## PROBLEM DESCRIPTION:
Take the records below and print them verbatim up to and including the line that carries "assert_eq!(config.download_timeout(), Duration::from_secs(15));".

## PROVIDED ENTRIES:

------------------------

use sandbox_server::cli::{ConfigDiscovery, ConfigOverrides, ServerConfig};
use std::path::PathBuf;
use std::time::Duration;
use tempfile::NamedTempFile;

#[test]
fn test_config_serialization_roundtrip() {
    let original_config = ServerConfig::default();

    let toml_str = original_config
        .to_toml_string()
        .expect("Should be able to serialize config to TOML");

    assert!(toml_str.contains("[runtime]"), "Should contain runtime section");
    assert!(toml_str.contains("stop_timeout_secs"));

    let deserialized_config: ServerConfig =
        toml::from_str(&toml_str).expect("Should be able to deserialize TOML string");
    assert_eq!(original_config, deserialized_config);
}

#[test]
fn test_explicit_config_file() {
    let temp_file = NamedTempFile::new().expect("Should be able to create temporary file");
    std::fs::write(
        temp_file.path(),
        r#"
[runtime]
auto_pull = false
name_prefix = "agent-box"

[workspace]
staging_root = "/srv/sandbox/staging"

[download]
timeout_secs = 15

[server]
cleanup_on_shutdown = true
log_filter = "sandbox_server=debug"
"#,
    )
    .unwrap();

    let config = ConfigDiscovery::discover_config(Some(temp_file.path()))
        .expect("Should load explicit config file");

    let orchestrator = config.orchestrator_config();
    assert!(!orchestrator.auto_pull);
    assert_eq!(orchestrator.name_prefix, "agent-box");
    assert_eq!(config.staging_root(), PathBuf::from("/srv/sandbox/staging"));
    assert_eq!(config.download_timeout(), Duration::from_secs(15));
    assert!(config.session_manager_config().cleanup_on_shutdown);
    assert_eq!(config.log_filter(), "sandbox_server=debug");
}

#[test]
fn test_overrides_win_over_file() {
    let temp_file = NamedTempFile::new().unwrap();
    std::fs::write(temp_file.path(), "[runtime]\nstop_timeout_secs = 30\n").unwrap();

    let mut config = ConfigDiscovery::discover_config(Some(temp_file.path())).unwrap();
    config
        .apply_overrides(&ConfigOverrides {
            stop_timeout_secs: Some(1),
            ..ConfigOverrides::default()
        })
        .unwrap();

    assert_eq!(
        config.session_manager_config().stop_timeout,
        Duration::from_secs(1)
    );
}

#[test]
fn test_zero_download_timeout_rejected() {
    let mut config = ServerConfig::default();
    let result = config.apply_overrides(&ConfigOverrides {
        download_timeout_secs: Some(0),
        ..ConfigOverrides::default()
    });
    assert!(result.is_err());
}
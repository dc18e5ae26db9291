//! Image reference parsing.
//!
//! Splits `repository[:tag]` into its parts and checks them against the
//! naming rules the daemon enforces, so bad names are rejected before a
//! commit is attempted.

use crate::container::{ContainerError, Result};
use regex::Regex;
use std::fmt;
use std::sync::LazyLock;

/// Tag applied when a reference does not name one.
pub const DEFAULT_TAG: &str = "latest";

const MAX_REPOSITORY_LEN: usize = 255;

static DOMAIN: LazyLock<Regex> = LazyLock::new(|| {
    Regex::new(
        r"^(?:[a-zA-Z0-9](?:[a-zA-Z0-9-]*[a-zA-Z0-9])?)(?:\.[a-zA-Z0-9](?:[a-zA-Z0-9-]*[a-zA-Z0-9])?)*(?::[0-9]+)?$",
    )
    .expect("static domain pattern")
});

static PATH_COMPONENT: LazyLock<Regex> = LazyLock::new(|| {
    Regex::new(r"^[a-z0-9]+(?:(?:[._]|__|-+)[a-z0-9]+)*$").expect("static path pattern")
});

static TAG: LazyLock<Regex> = LazyLock::new(|| {
    Regex::new(r"^[A-Za-z0-9_][A-Za-z0-9_.-]{0,127}$").expect("static tag pattern")
});

/// A validated `repository:tag` pair.
#[derive(Debug, Clone, PartialEq, Eq)]
pub struct ImageReference {
    repository: String,
    tag: String,
}

impl ImageReference {
    /// Parse and validate an image name such as `my-env`, `my-env:v1` or
    /// `registry.local:5000/team/env:v2`.
    ///
    /// # Errors
    ///
    /// Returns [`ContainerError::InvalidReference`] describing the first rule
    /// the name breaks.
    pub fn parse(name: &str) -> Result<Self> {
        let invalid = |reason: &str| ContainerError::InvalidReference(format!("{name}: {reason}"));

        if name.is_empty() {
            return Err(invalid("name is empty"));
        }
        if name.contains('@') {
            return Err(invalid("digests cannot be used as commit targets"));
        }

        let last_slash = name.rfind('/');
        let (repository, tag) = match name.rfind(':') {
            Some(colon) if last_slash.is_none_or(|slash| colon > slash) => {
                (&name[..colon], &name[colon + 1..])
            }
            _ => (name, DEFAULT_TAG),
        };

        if !TAG.is_match(tag) {
            return Err(invalid(
                "tag must be 1-128 characters of letters, digits, '_', '.' or '-' and not start with '.' or '-'",
            ));
        }
        if repository.is_empty() {
            return Err(invalid("repository is empty"));
        }
        if repository.len() > MAX_REPOSITORY_LEN {
            return Err(invalid("repository is longer than 255 characters"));
        }

        let mut components: Vec<&str> = repository.split('/').collect();
        if components.len() > 1 && looks_like_domain(components[0]) {
            let domain = components.remove(0);
            if !DOMAIN.is_match(domain) {
                return Err(invalid("registry host is malformed"));
            }
        }
        for component in components {
            if !PATH_COMPONENT.is_match(component) {
                return Err(invalid(
                    "repository must be lowercase letters and digits separated by '.', '_', '__' or '-'",
                ));
            }
        }

        Ok(Self {
            repository: repository.to_string(),
            tag: tag.to_string(),
        })
    }

    /// Repository part, including any registry host.
    pub fn repository(&self) -> &str {
        &self.repository
    }

    /// Tag part.
    pub fn tag(&self) -> &str {
        &self.tag
    }
}

impl fmt::Display for ImageReference {
    fn fmt(&self, f: &mut fmt::Formatter<'_>) -> fmt::Result {
        write!(f, "{}:{}", self.repository, self.tag)
    }
}

/// Split an image name into the `(image, tag)` pair the pull API expects.
///
/// Digest references are passed through whole with an empty tag; names
/// without a tag get [`DEFAULT_TAG`] so a pull never fetches every tag.
pub fn pull_target(image: &str) -> (&str, &str) {
    if image.contains('@') {
        return (image, "");
    }
    let last_slash = image.rfind('/');
    match image.rfind(':') {
        Some(colon) if last_slash.is_none_or(|slash| colon > slash) => {
            (&image[..colon], &image[colon + 1..])
        }
        _ => (image, DEFAULT_TAG),
    }
}

fn looks_like_domain(component: &str) -> bool {
    component.contains('.') || component.contains(':') || component == "localhost"
}

#[cfg(test)]
mod tests {
    use super::*;

    #[test]
    fn test_default_tag() {
        let reference = ImageReference::parse("my-python-env").unwrap();
        assert_eq!(reference.repository(), "my-python-env");
        assert_eq!(reference.tag(), "latest");
        assert_eq!(reference.to_string(), "my-python-env:latest");
    }

    #[test]
    fn test_explicit_tag() {
        let reference = ImageReference::parse("my-python-env:v1").unwrap();
        assert_eq!(reference.repository(), "my-python-env");
        assert_eq!(reference.tag(), "v1");
    }

    #[test]
    fn test_registry_port_is_not_a_tag() {
        let reference = ImageReference::parse("localhost:5000/team/env").unwrap();
        assert_eq!(reference.repository(), "localhost:5000/team/env");
        assert_eq!(reference.tag(), "latest");

        let reference = ImageReference::parse("registry.example.com:5000/env:2024.1").unwrap();
        assert_eq!(reference.repository(), "registry.example.com:5000/env");
        assert_eq!(reference.tag(), "2024.1");
    }

    #[test]
    fn test_pull_target() {
        assert_eq!(pull_target("alpine"), ("alpine", "latest"));
        assert_eq!(pull_target("python:3.12-slim"), ("python", "3.12-slim"));
        assert_eq!(
            pull_target("localhost:5000/env"),
            ("localhost:5000/env", "latest")
        );
        assert_eq!(
            pull_target("alpine@sha256:0123abcd"),
            ("alpine@sha256:0123abcd", "")
        );
    }

    #[test]
    fn test_rejects_uppercase_repository() {
        let err = ImageReference::parse("MyEnv:v1").unwrap_err();
        assert!(matches!(err, ContainerError::InvalidReference(_)));
    }

    #[test]
    fn test_rejects_bad_tags_and_shapes() {
        for name in [
            "",
            "env:",
            "env:-bad",
            "env:has space",
            ":v1",
            "env//double",
            "env@sha256:abcdef",
            "team/-leading",
        ] {
            assert!(
                ImageReference::parse(name).is_err(),
                "expected {name:?} to be rejected"
            );
        }
    }
}
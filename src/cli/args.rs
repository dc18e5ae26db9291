//! Command line argument parsing
//!
//! This module handles CLI argument parsing with subcommands:
//! - `serve`: Run the MCP server on stdin/stdout (the default)
//! - `show-config`: Show configuration discovery information

use super::config::ConfigOverrides;
use clap::{Parser, Subcommand};
use std::path::PathBuf;

#[derive(Debug, Clone, Copy, PartialEq, Eq)]
pub enum ExecutionMode {
    Serve,
    ShowConfig,
}

#[derive(Debug, Parser)]
#[command(name = "sandbox-server")]
#[command(version = env!("CARGO_PKG_VERSION"))]
#[command(
    about = "MCP server that lets an agent create, use, snapshot and tear down Docker sandbox containers"
)]
#[command(long_about = None)]
pub struct Args {
    /// Configuration file path
    #[arg(short = 'c', long = "config", global = true)]
    pub config: Option<PathBuf>,

    /// Directory under which ephemeral workspaces are created
    #[arg(long = "staging-root", value_name = "DIR", global = true)]
    pub staging_root: Option<PathBuf>,

    /// Download timeout in seconds
    #[arg(long = "download-timeout", value_name = "SECS", global = true)]
    pub download_timeout: Option<u64>,

    /// Graceful container stop timeout in seconds
    #[arg(long = "stop-timeout", value_name = "SECS", global = true)]
    pub stop_timeout: Option<u64>,

    /// Log filter directives, e.g. `sandbox_server=debug`
    #[arg(long = "log-filter", value_name = "FILTER", global = true)]
    pub log_filter: Option<String>,

    #[command(subcommand)]
    pub command: Option<Commands>,
}

#[derive(Debug, Subcommand)]
pub enum Commands {
    /// Serve MCP over stdin/stdout
    Serve,
    /// Show configuration discovery information and the effective configuration
    ShowConfig,
}

impl Args {
    pub fn parse() -> Self {
        Parser::parse()
    }

    pub fn mode(&self) -> ExecutionMode {
        match self.command {
            None | Some(Commands::Serve) => ExecutionMode::Serve,
            Some(Commands::ShowConfig) => ExecutionMode::ShowConfig,
        }
    }

    pub fn overrides(&self) -> ConfigOverrides {
        ConfigOverrides {
            staging_root: self.staging_root.clone(),
            download_timeout_secs: self.download_timeout,
            stop_timeout_secs: self.stop_timeout,
            log_filter: self.log_filter.clone(),
        }
    }
}

#[cfg(test)]
mod tests {
    use super::*;

    #[test]
    fn test_serve_is_default() {
        let args = Args::try_parse_from(["sandbox-server"]).unwrap();
        assert_eq!(args.mode(), ExecutionMode::Serve);

        let args = Args::try_parse_from(["sandbox-server", "serve"]).unwrap();
        assert_eq!(args.mode(), ExecutionMode::Serve);
    }

    #[test]
    fn test_show_config() {
        let args = Args::try_parse_from(["sandbox-server", "show-config", "-c", "/tmp/x.toml"])
            .unwrap();
        assert_eq!(args.mode(), ExecutionMode::ShowConfig);
        assert_eq!(args.config, Some(PathBuf::from("/tmp/x.toml")));
    }

    #[test]
    fn test_overrides() {
        let args = Args::try_parse_from([
            "sandbox-server",
            "--staging-root",
            "/scratch",
            "--download-timeout",
            "5",
            "--stop-timeout",
            "2",
            "--log-filter",
            "debug",
        ])
        .unwrap();

        let overrides = args.overrides();
        assert_eq!(overrides.staging_root, Some(PathBuf::from("/scratch")));
        assert_eq!(overrides.download_timeout_secs, Some(5));
        assert_eq!(overrides.stop_timeout_secs, Some(2));
        assert_eq!(overrides.log_filter.as_deref(), Some("debug"));
    }

    #[test]
    fn test_rejects_non_numeric_timeout() {
        assert!(Args::try_parse_from(["sandbox-server", "--stop-timeout", "soon"]).is_err());
    }
}
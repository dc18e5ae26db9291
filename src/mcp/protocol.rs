//! JSON-RPC 2.0 framing for the Model Context Protocol.

use serde::{Deserialize, Serialize};
use serde_json::Value;

pub const JSONRPC_VERSION: &str = "2.0";

/// MCP revision reported during `initialize`.
pub const PROTOCOL_VERSION: &str = "2024-11-05";

/// Standard JSON-RPC error codes.
pub mod codes {
    pub const PARSE_ERROR: i32 = -32700;
    pub const INVALID_REQUEST: i32 = -32600;
    pub const METHOD_NOT_FOUND: i32 = -32601;
    pub const INVALID_PARAMS: i32 = -32602;
    pub const INTERNAL_ERROR: i32 = -32603;
}

/// JSON-RPC request; a missing `id` marks a notification.
#[derive(Debug, Clone, Deserialize)]
pub struct JsonRpcRequest {
    #[serde(default)]
    pub jsonrpc: String,
    #[serde(default)]
    pub id: Option<Value>,
    pub method: String,
    #[serde(default)]
    pub params: Value,
}

impl JsonRpcRequest {
    pub fn is_notification(&self) -> bool {
        self.id.is_none()
    }
}

/// JSON-RPC response
#[derive(Debug, Clone, Serialize, Deserialize)]
pub struct JsonRpcResponse {
    pub jsonrpc: String,
    pub id: Value,
    #[serde(skip_serializing_if = "Option::is_none")]
    pub result: Option<Value>,
    #[serde(skip_serializing_if = "Option::is_none")]
    pub error: Option<JsonRpcError>,
}

impl JsonRpcResponse {
    pub fn success(id: Value, result: Value) -> Self {
        Self {
            jsonrpc: JSONRPC_VERSION.to_string(),
            id,
            result: Some(result),
            error: None,
        }
    }

    pub fn failure(id: Value, error: JsonRpcError) -> Self {
        Self {
            jsonrpc: JSONRPC_VERSION.to_string(),
            id,
            result: None,
            error: Some(error),
        }
    }
}

#[derive(Debug, Clone, PartialEq, Eq, Serialize, Deserialize)]
pub struct JsonRpcError {
    pub code: i32,
    pub message: String,
}

impl JsonRpcError {
    pub fn new(code: i32, message: impl Into<String>) -> Self {
        Self {
            code,
            message: message.into(),
        }
    }

    pub fn parse_error(message: impl Into<String>) -> Self {
        Self::new(codes::PARSE_ERROR, message)
    }

    pub fn invalid_request(message: impl Into<String>) -> Self {
        Self::new(codes::INVALID_REQUEST, message)
    }

    pub fn method_not_found(method: &str) -> Self {
        Self::new(codes::METHOD_NOT_FOUND, format!("Unknown method: {method}"))
    }

    pub fn invalid_params(message: impl Into<String>) -> Self {
        Self::new(codes::INVALID_PARAMS, message)
    }

    pub fn internal(message: impl Into<String>) -> Self {
        Self::new(codes::INTERNAL_ERROR, message)
    }
}

/// Tool definition for MCP
#[derive(Debug, Clone, Serialize)]
pub struct Tool {
    pub name: &'static str,
    pub description: &'static str,
    #[serde(rename = "inputSchema")]
    pub input_schema: Value,
}

#[derive(Debug, Clone, PartialEq, Eq, Serialize)]
pub struct TextContent {
    #[serde(rename = "type")]
    pub kind: &'static str,
    pub text: String,
}

/// Result of `tools/call`.
#[derive(Debug, Clone, PartialEq, Eq, Serialize)]
pub struct CallToolResult {
    pub content: Vec<TextContent>,
    #[serde(rename = "isError", skip_serializing_if = "std::ops::Not::not")]
    pub is_error: bool,
}

impl CallToolResult {
    pub fn text(text: impl Into<String>) -> Self {
        Self {
            content: vec![TextContent {
                kind: "text",
                text: text.into(),
            }],
            is_error: false,
        }
    }

    pub fn error(text: impl Into<String>) -> Self {
        Self {
            is_error: true,
            ..Self::text(text)
        }
    }
}

#[cfg(test)]
mod tests {
    use super::*;
    use serde_json::json;

    #[test]
    fn test_notification_has_no_id() {
        let request: JsonRpcRequest =
            serde_json::from_value(json!({"jsonrpc": "2.0", "method": "notifications/initialized"}))
                .unwrap();
        assert!(request.is_notification());
        assert_eq!(request.params, Value::Null);
    }

    #[test]
    fn test_response_omits_empty_fields() {
        let ok = serde_json::to_value(JsonRpcResponse::success(json!(1), json!({}))).unwrap();
        assert_eq!(ok, json!({"jsonrpc": "2.0", "id": 1, "result": {}}));

        let err = serde_json::to_value(JsonRpcResponse::failure(
            json!("a"),
            JsonRpcError::method_not_found("nope"),
        ))
        .unwrap();
        assert_eq!(err["error"]["code"], -32601);
        assert!(err.get("result").is_none());
    }

    #[test]
    fn test_tool_result_shape() {
        let ok = serde_json::to_value(CallToolResult::text("done")).unwrap();
        assert_eq!(ok, json!({"content": [{"type": "text", "text": "done"}]}));

        let err = serde_json::to_value(CallToolResult::error("boom")).unwrap();
        assert_eq!(err["isError"], true);
        assert_eq!(err["content"][0]["text"], "boom");
    }
}
use anyhow::{Context, Result};
use sandbox_server::cli::{Args, ConfigDiscovery, ExecutionMode, ServerConfig};
use sandbox_server::container::ContainerOrchestrator;
use sandbox_server::mcp::{self, McpServer};
use sandbox_server::session::{
    ResourceFetcher, SessionManager, SessionRegistry, WorkspaceProvisioner,
};
use std::sync::Arc;
use tracing::{info, warn};
use tracing_subscriber::EnvFilter;

#[tokio::main]
async fn main() -> Result<()> {
    let args = Args::parse();

    let mut config = ConfigDiscovery::discover_config(args.config.as_deref())
        .context("Failed to load configuration")?;
    config
        .apply_overrides(&args.overrides())
        .context("Invalid command line overrides")?;

    match args.mode() {
        ExecutionMode::ShowConfig => {
            ConfigDiscovery::show_discovery_info(args.config.as_deref(), &config);
            Ok(())
        }
        ExecutionMode::Serve => {
            init_logging(&config);
            run_server(config).await
        }
    }
}

/// Logs go to stderr; stdout carries the protocol stream.
fn init_logging(config: &ServerConfig) {
    let filter = EnvFilter::try_from_default_env()
        .unwrap_or_else(|_| EnvFilter::new(config.log_filter()));

    tracing_subscriber::fmt()
        .with_env_filter(filter)
        .with_writer(std::io::stderr)
        .with_ansi(false)
        .init();
}

async fn run_server(config: ServerConfig) -> Result<()> {
    info!("Starting sandbox server {}", env!("CARGO_PKG_VERSION"));

    let orchestrator = ContainerOrchestrator::with_config(config.orchestrator_config())
        .await
        .context("Failed to connect to the container runtime")?;
    match orchestrator.client().runtime_type().await {
        Ok(runtime) => info!("Container runtime: {}", runtime),
        Err(e) => warn!("Could not detect container runtime type: {}", e),
    }

    let staging_root = config.staging_root();
    info!("Ephemeral workspaces under {:?}", staging_root);

    let fetcher = ResourceFetcher::new(config.download_timeout(), &config.download.user_agent)
        .context("Failed to initialize HTTP client")?;

    let manager = Arc::new(SessionManager::new(
        Arc::new(orchestrator),
        Arc::new(SessionRegistry::new()),
        WorkspaceProvisioner::new(staging_root),
        fetcher,
        config.session_manager_config(),
    ));
    let server = McpServer::new(manager.clone());

    let stdin = tokio::io::BufReader::new(tokio::io::stdin());
    let result = mcp::serve(&server, stdin, tokio::io::stdout()).await;

    manager.shutdown().await;
    result.context("MCP transport failed")
}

------------------------

## EXERCISE SOLUTION:
use sandbox_server::cli::{ConfigDiscovery, ConfigOverrides, ServerConfig};
use std::path::PathBuf;
use std::time::Duration;
use tempfile::NamedTempFile;

#[test]
fn test_config_serialization_roundtrip() {
    let original_config = ServerConfig::default();

    let toml_str = original_config
        .to_toml_string()
        .expect("Should be able to serialize config to TOML");

    assert!(toml_str.contains("[runtime]"), "Should contain runtime section");
    assert!(toml_str.contains("stop_timeout_secs"));

    let deserialized_config: ServerConfig =
        toml::from_str(&toml_str).expect("Should be able to deserialize TOML string");
    assert_eq!(original_config, deserialized_config);
}

#[test]
fn test_explicit_config_file() {
    let temp_file = NamedTempFile::new().expect("Should be able to create temporary file");
    std::fs::write(
        temp_file.path(),
        r#"
[runtime]
auto_pull = false
name_prefix = "agent-box"

[workspace]
staging_root = "/srv/sandbox/staging"

[download]
timeout_secs = 15

[server]
cleanup_on_shutdown = true
log_filter = "sandbox_server=debug"
"#,
    )
    .unwrap();

    let config = ConfigDiscovery::discover_config(Some(temp_file.path()))
        .expect("Should load explicit config file");

    let orchestrator = config.orchestrator_config();
    assert!(!orchestrator.auto_pull);
    assert_eq!(orchestrator.name_prefix, "agent-box");
    assert_eq!(config.staging_root(), PathBuf::from("/srv/sandbox/staging"));
    assert_eq!(config.download_timeout(), Duration::from_secs(15));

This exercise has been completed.